In 1853 a group of approximately 70 Waldensians, including men, women, and children left their homes in the Piedmont Valleys and migrated to Salt Lake City, Utah Territory, after being converted by Lorenzo Snow. These Waldensians maintained their cultural heritage, while passing on their mixture of Mormon and Waldensian faiths to their descendants. Their descendants still consider themselves both Mormon and Waldensian, and have met occasionally over the many decades to celebrate both heritages.

The mission closed in 1867, after everyone baptized had either migrated to Utah Territory or left the church.

=== 20th century ===
Unsuccessful attempts were made to resume proselytizing, but legal permission was not granted to do so. Members of the church finally returned to Italy during World War II as foreign servicemen: nearly 2,000 LDS military personnel were in the region during the mid-1940s, and there remains a LDS military presence in Italy ever since.

Vincenzo Di Francesca was one of the first converts in Italy in the 20th century, and his story was documented in the 1987 LDS Church film How Rare a Possession.

In 1964 a new Italian-language translation of the Book of Mormon was published, and Ezra Taft Benson successfully negotiated with Italian government officials to allow missionary work to begin again. In early 1965, elders from the Swiss Mission were assigned to cities in Italy, and on August 2, 1966, Benson reestablished the Italian Mission, with headquarters in Florence. By 1971 there was a second mission opened in Italy, and in 1977 there were four missions: Rome, Catania, Milan, and Padova. That same year Spencer W. Kimball visited Italy, the first church president to do so.

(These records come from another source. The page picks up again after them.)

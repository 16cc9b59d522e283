use rand::{Rng, distr::StandardUniform, prelude::Distribution};

/// Cell state of the playing field: one of the seven tetromino kinds, or
/// `Empty` for an unoccupied cell.
///
/// The naming follows the classic scheme where `LShape` is the J-tetromino
/// and `MirroredLShape` is the L-tetromino.
#[derive(Debug, Default, Clone, Copy, PartialEq, Eq, derive_more::Display)]
#[repr(u8)]
pub enum ShapeKind {
    /// No shape; marks an unoccupied cell and the hidden falling piece.
    #[default]
    Empty = 0,
    /// I-tetromino.
    Line = 1,
    /// J-tetromino.
    LShape = 2,
    /// L-tetromino.
    MirroredLShape = 3,
    /// O-tetromino.
    Square = 4,
    /// S-tetromino.
    SShape = 5,
    /// T-tetromino.
    TShape = 6,
    /// Z-tetromino.
    ZShape = 7,
}

/// Draws uniformly from the seven non-empty kinds; `Empty` is never
/// produced by a random draw.
impl Distribution<ShapeKind> for StandardUniform {
    fn sample<R: Rng + ?Sized>(&self, rng: &mut R) -> ShapeKind {
        match rng.random_range(1..=7) {
            1 => ShapeKind::Line,
            2 => ShapeKind::LShape,
            3 => ShapeKind::MirroredLShape,
            4 => ShapeKind::Square,
            5 => ShapeKind::SShape,
            6 => ShapeKind::TShape,
            _ => ShapeKind::ZShape,
        }
    }
}

impl ShapeKind {
    /// Number of non-empty shape kinds (7).
    pub const LEN: usize = 7;

    /// The shape's four relative cell offsets.
    ///
    /// Offsets are in piece-local space where y grows *upward*; the flip
    /// to board rows happens in [`Piece::cells_at`](super::Piece::cells_at),
    /// never here. Total for every kind; `Empty` maps to four zero offsets.
    #[must_use]
    pub const fn offsets(self) -> [(i32, i32); 4] {
        OFFSET_TABLE[self as usize]
    }

    #[must_use]
    pub fn is_empty(self) -> bool {
        self == ShapeKind::Empty
    }
}

/// Canonical spawn-orientation offsets, indexed by `ShapeKind as usize`.
const OFFSET_TABLE: [[(i32, i32); 4]; 8] = [
    [(0, 0), (0, 0), (0, 0), (0, 0)],
    [(-1, 0), (0, 0), (1, 0), (2, 0)],   // Line
    [(1, -1), (-1, 0), (0, 0), (1, 0)],  // LShape
    [(-1, -1), (-1, 0), (0, 0), (1, 0)], // MirroredLShape
    [(0, 0), (1, 0), (0, -1), (1, -1)],  // Square
    [(-1, 0), (0, 0), (0, -1), (1, -1)], // SShape
    [(0, -1), (-1, 0), (0, 0), (1, 0)],  // TShape
    [(-1, -1), (0, -1), (0, 0), (1, 0)], // ZShape
];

After many years of effort, formal legal status in Italy was granted to the church in 1993.

== 21st century ==
In 2008, the church announced the planned construction of the Rome Italy Temple, the first temple in Italy.

In 2016, Massimo De Feo became the first Italian national to be appointed a general authority of the church.

==Stakes==
As of August 2026, the following stakes had congregations in Italy:

| Stake | Organized | Mission | Temple |
|---|---|---|---|
| Alessandria Italy Stake | 10 Jun 2007 | Italy Milan | Rome Italy |
| Florence Italy Stake | 7 Mar 1971 | Italy Milan | Rome Italy |
| Milan Italy East Stake | 16 Sep 2012 | Italy Milan | Bern Switzerland |
| Milan Italy West Stake | 7 Jun 1981 | Italy Milan | Bern Switzerland |
| Palermo Italy Stake | 19 Mar 1978 | Italy Rome | Rome Italy |
| Puglia Italy Stake | 9 Mar 1997 | Italy Rome | Rome Italy |
| Rome Italy East Stake | 22 May 2005 | Italy Rome | Rome Italy |
| Rome Italy West Stake | 15 Sep 2013 | Italy Rome | Rome Italy |
| Venice Italy Stake | 15 Sep 1985 | Italy Milan | Rome Italy |
| Verona Italy Stake | 2 Mar 2008 | Italy Milan | Rome Italy |

==Missions==
In 1850, the Italian Mission, which mostly focused on the Waldensians in Northern Italy was opened. It was closed in 1854 and any missionary efforts in the country was conducted through the Swiss mission. In 1966, the Italian Mission was organized from a division of the Swiss mission. It was renamed Italy Mission in 1970 and on July 6, 1971 was divided into the Italy North and South Missions. These missions were renamed Italy Milan and Italy Rome missions when the LDS Church changed its naming convention for missions.

===Malta===

Some church presence including a branch occurred during the 1850's. However no known church presence occurred after the 1850s until the 1960's when LDS Church members came with the British military. Informal member groups lasted until at least 1972.

The government of Malta granted permission for the Church to have missionaries in the country in January 1980. A branch was organized December 1988. Due to anti-American demonstrations, missionaries left the country in early 1991 and returned in June 1993. The branch was discontinued for a few months in 1991.
Malta is currently part of Italy Rome Mission and the Mosta Branch meets at a meetinghouse at the corner of Constitution St and Kurat Schembri in Mosta. A Family History Center is located in the meetinghouse.

==Temples==

The Rome Italy Temple serves most stakes in Italy. Prior to its completion, Bern Switzerland was the nearest temple. A temple to be built in Milan was announced at the October General Conference 2024.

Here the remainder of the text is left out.